# Flow around three cylinder in equilaterial triangular arrangements

 this benchmark is based on [chen-2020].

## 1. Presentation of the test case

### 1.1. Presentation

This study is based on the flow of a fluid in front of 3 circular and identical cylinders.
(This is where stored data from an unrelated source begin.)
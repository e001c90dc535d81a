//! Shared configuration and logging for the pascalswap tools.

pub mod config;
pub mod logging;

// Re-export primary types for convenient access.
pub use config::{DeployConfig, SwapConfig, WalletConfig, validate_url};
pub use logging::init_logging;
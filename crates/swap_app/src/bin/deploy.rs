//! Deploys the three project contracts to the configured node.
//!
//! No flags. Exits 0 when every deployment confirmed, non-zero as soon
//! as one fails, with the triggering error on stderr.

use anyhow::Context;
use tracing::info;

use swap_core::SwapConfig;
use swap_deploy::RpcDeployer;

#[tokio::main]
async fn main() -> anyhow::Result<()> {
    swap_core::init_logging("info")?;

    let config = SwapConfig::load()?;
    info!(rpc_url = %config.deploy.rpc_url, "starting deployment run");

    let deployer = RpcDeployer::new(&config.deploy);
    swap_deploy::run(&deployer)
        .await
        .context("deployment run aborted")?;

    Ok(())
}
The cylinders are arranged in an equilateral rectangle, one of the cylinders is placed upstream and the other two side by side downstream.
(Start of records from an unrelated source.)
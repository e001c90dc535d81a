use std::path::{Path, PathBuf};

use anyhow::{Context, Result};
use serde::{Deserialize, Serialize};
use tracing::info;

/// Environment variable that overrides the config file location.
pub const CONFIG_ENV_VAR: &str = "SWAP_CONFIG";

/// Default config file, resolved relative to the working directory.
const DEFAULT_CONFIG_FILE: &str = "swap.toml";

const DEFAULT_RPC_URL: &str = "http://localhost:8545";
const DEFAULT_ARTIFACTS_DIR: &str = "artifacts";
const DEFAULT_CONFIRM_POLL_MS: u64 = 500;
const DEFAULT_CONFIRM_TIMEOUT_SECS: u64 = 120;
const DEFAULT_REQUEST_TIMEOUT_SECS: u64 = 30;

// ---------------------------------------------------------------------------
// Config types
// ---------------------------------------------------------------------------

/// Settings for the contract deployment flow.
#[derive(Debug, Clone, Serialize, Deserialize)]
#[serde(default)]
pub struct DeployConfig {
    /// JSON-RPC endpoint of the node that receives the deployment
    /// transactions. The node is expected to manage its own signer
    /// accounts (a local development node does).
    pub rpc_url: String,
    /// Directory containing the compiled contract artifacts
    /// (`<Name>.json` with `abi` and `bytecode` fields).
    pub artifacts_dir: PathBuf,
    /// Interval between transaction receipt polls.
    pub confirm_poll_ms: u64,
    /// How long to wait for a deployment to be confirmed.
    pub confirm_timeout_secs: u64,
    /// Per-request HTTP timeout.
    pub request_timeout_secs: u64,
}

impl Default for DeployConfig {
    fn default() -> Self {
        Self {
            rpc_url: DEFAULT_RPC_URL.into(),
            artifacts_dir: PathBuf::from(DEFAULT_ARTIFACTS_DIR),
            confirm_poll_ms: DEFAULT_CONFIRM_POLL_MS,
            confirm_timeout_secs: DEFAULT_CONFIRM_TIMEOUT_SECS,
            request_timeout_secs: DEFAULT_REQUEST_TIMEOUT_SECS,
        }
    }
}

/// Settings for the wallet connector.
#[derive(Debug, Clone, Serialize, Deserialize)]
#[serde(default)]
pub struct WalletConfig {
    /// Endpoint of the wallet provider. `None` means no provider is
    /// available in this environment -- the connector then reports the
    /// "install a wallet" condition instead of attempting a request.
    pub rpc_url: Option<String>,
    /// Per-request HTTP timeout.
    pub request_timeout_secs: u64,
}

impl Default for WalletConfig {
    fn default() -> Self {
        Self {
            rpc_url: None,
            request_timeout_secs: DEFAULT_REQUEST_TIMEOUT_SECS,
        }
    }
}

/// Top-level configuration stored in `swap.toml`.
#[derive(Debug, Clone, Default, Serialize, Deserialize)]
#[serde(default)]
pub struct SwapConfig {
    pub deploy: DeployConfig,
    pub wallet: WalletConfig,
}

impl SwapConfig {
    /// Load configuration from the default location: the path in
    /// `$SWAP_CONFIG` if set, otherwise `./swap.toml`.
    pub fn load() -> Result<Self> {
        let path = std::env::var(CONFIG_ENV_VAR)
            .map(PathBuf::from)
            .unwrap_or_else(|_| PathBuf::from(DEFAULT_CONFIG_FILE));
        Self::load_from_file(&path)
    }

    /// Load configuration from a TOML file. Returns defaults if the file
    /// does not exist.
    pub fn load_from_file(path: &Path) -> Result<Self> {
        if !path.exists() {
            info!(path = %path.display(), "config file not found, using defaults");
            return Ok(Self::default());
        }
        let content = std::fs::read_to_string(path)
            .with_context(|| format!("failed to read config file: {}", path.display()))?;
        let config: Self = toml::from_str(&content)
            .with_context(|| format!("failed to parse config file: {}", path.display()))?;
        config.validate()?;
        info!(path = %path.display(), "config loaded");
        Ok(config)
    }

    /// Reject malformed endpoint URLs up front rather than at the first
    /// failed HTTP request.
    fn validate(&self) -> Result<()> {
        if !validate_url(&self.deploy.rpc_url) {
            anyhow::bail!("invalid deploy RPC URL: {}", self.deploy.rpc_url);
        }
        if let Some(url) = &self.wallet.rpc_url {
            if !validate_url(url) {
                anyhow::bail!("invalid wallet provider URL: {url}");
            }
        }
        Ok(())
    }
}

/// Validate that a URL is well-formed and uses HTTP or HTTPS.
pub fn validate_url(url: &str) -> bool {
    match url::Url::parse(url) {
        Ok(parsed) => {
            let scheme = parsed.scheme();
            (scheme == "http" || scheme == "https") && parsed.host().is_some()
        }
        Err(_) => false,
    }
}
In this test case, we are particularly interested in the effect of the spacing ratio L/D and the number of Reynolds Re on the flow, where L is the center-to-center spacing of the cylinder and D is the cylinder diameter.
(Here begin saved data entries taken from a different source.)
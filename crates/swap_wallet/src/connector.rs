//! Connector state machine for the wallet connection flow.

use std::sync::Arc;

use tracing::{info, warn};

use crate::provider::WalletProvider;

// ---------------------------------------------------------------------------
// State
// ---------------------------------------------------------------------------

/// The two states of the connection machine.
#[derive(Debug, Clone, PartialEq, Eq)]
pub enum WalletState {
    Disconnected,
    /// Holds the address exactly as the provider returned it.
    Connected(String),
}

/// What a single `connect()` invocation produced.
///
/// Failures are reported through this value, never as a hard error: both
/// failure conditions are terminal for the invocation and leave the
/// connector state untouched.
#[derive(Debug, Clone, PartialEq, Eq)]
pub enum ConnectOutcome {
    /// The provider granted access; the first returned address is now held.
    Connected(String),
    /// No provider capability was injected at construction.
    ProviderAbsent,
    /// The provider refused or failed the request.
    Rejected,
}

// ---------------------------------------------------------------------------
// Connector
// ---------------------------------------------------------------------------

/// Owns the connected-address state and the optional provider capability.
///
/// The state is local to the connector: initialized empty, mutated only by
/// [`connect`](Self::connect) and [`disconnect`](Self::disconnect), and
/// discarded when the connector is dropped. `connect` takes `&mut self`,
/// so overlapping connection requests cannot race on the state.
pub struct WalletConnector {
    provider: Option<Arc<dyn WalletProvider>>,
    address: Option<String>,
}

impl WalletConnector {
    /// Create a disconnected connector with an optional provider.
    ///
    /// Passing `None` models the environment where no wallet is installed.
    pub fn new(provider: Option<Arc<dyn WalletProvider>>) -> Self {
        Self {
            provider,
            address: None,
        }
    }

    /// Request account access from the provider.
    ///
    /// On success the first returned address becomes the connected address.
    /// On provider absence or refusal the state is left unchanged and the
    /// condition is reported once through the returned outcome.
    pub async fn connect(&mut self) -> ConnectOutcome {
        let Some(provider) = self.provider.clone() else {
            warn!("no wallet provider available");
            return ConnectOutcome::ProviderAbsent;
        };

        match provider.request_accounts().await {
            Ok(accounts) => match accounts.into_iter().next() {
                Some(address) => {
                    info!(address = %address, "wallet connected");
                    self.address = Some(address.clone());
                    ConnectOutcome::Connected(address)
                }
                None => {
                    warn!("provider granted access but returned no accounts");
                    ConnectOutcome::Rejected
                }
            },
            Err(e) => {
                warn!(error = %e, "wallet connection failed");
                ConnectOutcome::Rejected
            }
        }
    }

    /// Clear the connected address.
    ///
    /// Pure local effect: no provider-side session or permission is revoked.
    pub fn disconnect(&mut self) {
        if self.address.take().is_some() {
            info!("wallet disconnected");
        }
    }

    /// Current state of the machine.
    pub fn state(&self) -> WalletState {
        match &self.address {
            Some(address) => WalletState::Connected(address.clone()),
            None => WalletState::Disconnected,
        }
    }

    /// The connected address, if any.
    pub fn address(&self) -> Option<&str> {
        self.address.as_deref()
    }

    /// Whether an address is currently held.
    pub fn is_connected(&self) -> bool {
        self.address.is_some()
    }

    /// User-facing status line, present only while connected.
    pub fn status_line(&self) -> Option<String> {
        self.address.as_ref().map(|a| format!("Conectado como: {a}"))
    }
}

#[cfg(test)]
mod tests {
    use std::sync::atomic::{AtomicUsize, Ordering};

    use async_trait::async_trait;

    use super::*;
    use crate::provider::ProviderError;

    /// What the fake provider should do on each request.
    enum FakeBehavior {
        Grant(Vec<String>),
        Reject,
        NetworkFailure,
        GrantEmpty,
    }

    struct FakeProvider {
        behavior: FakeBehavior,
        calls: AtomicUsize,
    }

    impl FakeProvider {
        fn new(behavior: FakeBehavior) -> Arc<Self> {
            Arc::new(Self {
                behavior,
                calls: AtomicUsize::new(0),
            })
        }
    }

    #[async_trait]
    impl WalletProvider for FakeProvider {
        async fn request_accounts(&self) -> Result<Vec<String>, ProviderError> {
            self.calls.fetch_add(1, Ordering::SeqCst);
            match &self.behavior {
                FakeBehavior::Grant(accounts) => Ok(accounts.clone()),
                FakeBehavior::Reject => Err(ProviderError::Rejected),
                FakeBehavior::NetworkFailure => {
                    Err(ProviderError::Network("connection refused".into()))
                }
                FakeBehavior::GrantEmpty => Ok(vec![]),
            }
        }
    }

    #[tokio::test]
    async fn connect_stores_first_address() {
        let provider = FakeProvider::new(FakeBehavior::Grant(vec![
            "0xABC".into(),
            "0xDEF".into(),
        ]));
        let mut connector = WalletConnector::new(Some(provider));

        let outcome = connector.connect().await;
        assert_eq!(outcome, ConnectOutcome::Connected("0xABC".into()));
        assert_eq!(connector.address(), Some("0xABC"));
        assert_eq!(connector.state(), WalletState::Connected("0xABC".into()));
    }

    #[tokio::test]
    async fn status_line_shows_connected_address() {
        let provider = FakeProvider::new(FakeBehavior::Grant(vec!["0xABC".into()]));
        let mut connector = WalletConnector::new(Some(provider));

        assert!(connector.status_line().is_none());
        connector.connect().await;
        assert_eq!(
            connector.status_line().as_deref(),
            Some("Conectado como: 0xABC")
        );
    }

    #[tokio::test]
    async fn absent_provider_never_mutates_state() {
        let mut connector = WalletConnector::new(None);

        let outcome = connector.connect().await;
        assert_eq!(outcome, ConnectOutcome::ProviderAbsent);
        assert_eq!(connector.state(), WalletState::Disconnected);
        assert!(!connector.is_connected());
    }

    #[tokio::test]
    async fn rejection_leaves_state_unchanged_and_is_reported_once() {
        let provider = FakeProvider::new(FakeBehavior::Reject);
        let mut connector = WalletConnector::new(Some(provider.clone()));

        let outcome = connector.connect().await;
        assert_eq!(outcome, ConnectOutcome::Rejected);
        assert_eq!(connector.state(), WalletState::Disconnected);
        // One invocation, one provider request, one reported outcome.
        assert_eq!(provider.calls.load(Ordering::SeqCst), 1);
    }

    #[tokio::test]
    async fn network_failure_is_reported_as_rejection() {
        let provider = FakeProvider::new(FakeBehavior::NetworkFailure);
        let mut connector = WalletConnector::new(Some(provider));

        let outcome = connector.connect().await;
        assert_eq!(outcome, ConnectOutcome::Rejected);
        assert!(!connector.is_connected());
    }

    #[tokio::test]
    async fn empty_account_list_is_a_rejection() {
        let provider = FakeProvider::new(FakeBehavior::GrantEmpty);
        let mut connector = WalletConnector::new(Some(provider));

        let outcome = connector.connect().await;
        assert_eq!(outcome, ConnectOutcome::Rejected);
        assert_eq!(connector.state(), WalletState::Disconnected);
    }

    #[tokio::test]
    async fn disconnect_clears_state() {
        let provider = FakeProvider::new(FakeBehavior::Grant(vec!["0xABC".into()]));
        let mut connector = WalletConnector::new(Some(provider));

        connector.connect().await;
        assert!(connector.is_connected());

        connector.disconnect();
        assert_eq!(connector.state(), WalletState::Disconnected);
        assert!(connector.status_line().is_none());
    }

    #[tokio::test]
    async fn disconnect_when_already_disconnected_is_a_no_op() {
        let mut connector = WalletConnector::new(None);
        connector.disconnect();
        assert_eq!(connector.state(), WalletState::Disconnected);
    }

    #[tokio::test]
    async fn failed_reconnect_keeps_previous_address() {
        let provider = FakeProvider::new(FakeBehavior::Grant(vec!["0xABC".into()]));
        let mut connector = WalletConnector::new(Some(provider));
        connector.connect().await;

        // Swap the provider for one that refuses; the held address survives.
        connector.provider = Some(FakeProvider::new(FakeBehavior::Reject));
        let outcome = connector.connect().await;
        assert_eq!(outcome, ConnectOutcome::Rejected);
        assert_eq!(connector.address(), Some("0xABC"));
    }
}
The numerical results obtained in this study, will be compared with those found in the literature, for different gaps $L/D \in [1,6$] and a Reynolds number $Re \in [50,300$].

### 1.2. Geometry setting

The arrangement of the cylinders in the calculation area $\Omega$ is shown in the figure below :

Figure 1. The geometric setting for the 3 cylinder with equilaterial triangle arrangement

We provide here the basic geometry used in Gmsh to describe $\Omega$.

Geo file
``````//GMSH
D=1.5;
L_sur_D=1.1;
L=D*L_sur_D;
H=200*D;
h=8;
Ld=100*D;
Lu=-100*D;
//caree
Point(1) = {0, 0, 0,h};
Point(2) = {Ld,H/2,0,h};
Point(3) = {Ld,-H/2,0,h};
Point(4) = {Lu,H/2,0,h};
Point(9) = {Lu,-H/2,0,h};
//+
Line(1) = {2, 3};
//+
Line(2) = {3, 9};
//+
Line(3) = {9, 4};
//+
Line(4) = {4, 2};
//+
Point(23) = {-L, 0, 0, h};//centre 1
//+
Point(17) = {L, L_sur_D, 0, h};//centre 2
//+
Point(18) = {L, -L_sur_D, 0, h}; //centre 3
//+
Point(24) = {L+D/2, L_sur_D, 0, h};
//+
Point(25) = {L-D/2, L_sur_D, 0, h};
//+
Point(26) = {L-D/2, -L_sur_D, 0, h};
//+
Point(27) = {L+D/2, -L_sur_D, 0, h};
//+
Point(28) = {-L-D/2, 0, 0, h};
//+
Point(29) = {-L+D/2, 0, 0, h};
//+
Circle(9) = {24, 17, 25};
//+
Circle(10) = {25, 17, 24};
//+
Circle(11) = {26, 18, 27};
//+
Circle(12) = {27, 18, 26};
//+
Circle(14) = {29, 23, 28};
//+
Circle(15) = {28, 23, 29};
//+
//surface
//+
Line Loop(1) = {9, 10};
//+
Line Loop(2) = {12, 11};
//+
Line Loop(3) = {14, 15};
//+
Line Loop(4) = {1, 2, 3, 4};
//+
Plane Surface(1) = {1, 2, 3, 4};
//+
Physical Line("inlet") = {3};
//+
Physical Line("outlet") = {1};
//+
Physical Line("wall1") = {4};
//+
Physical Line("wall2") = {2};
//+
Physical Surface("omega") = {1};``````

The Data provided on the whole $\Omega$ domain allows us to have conditions at the specified limits, the table below summarize these data.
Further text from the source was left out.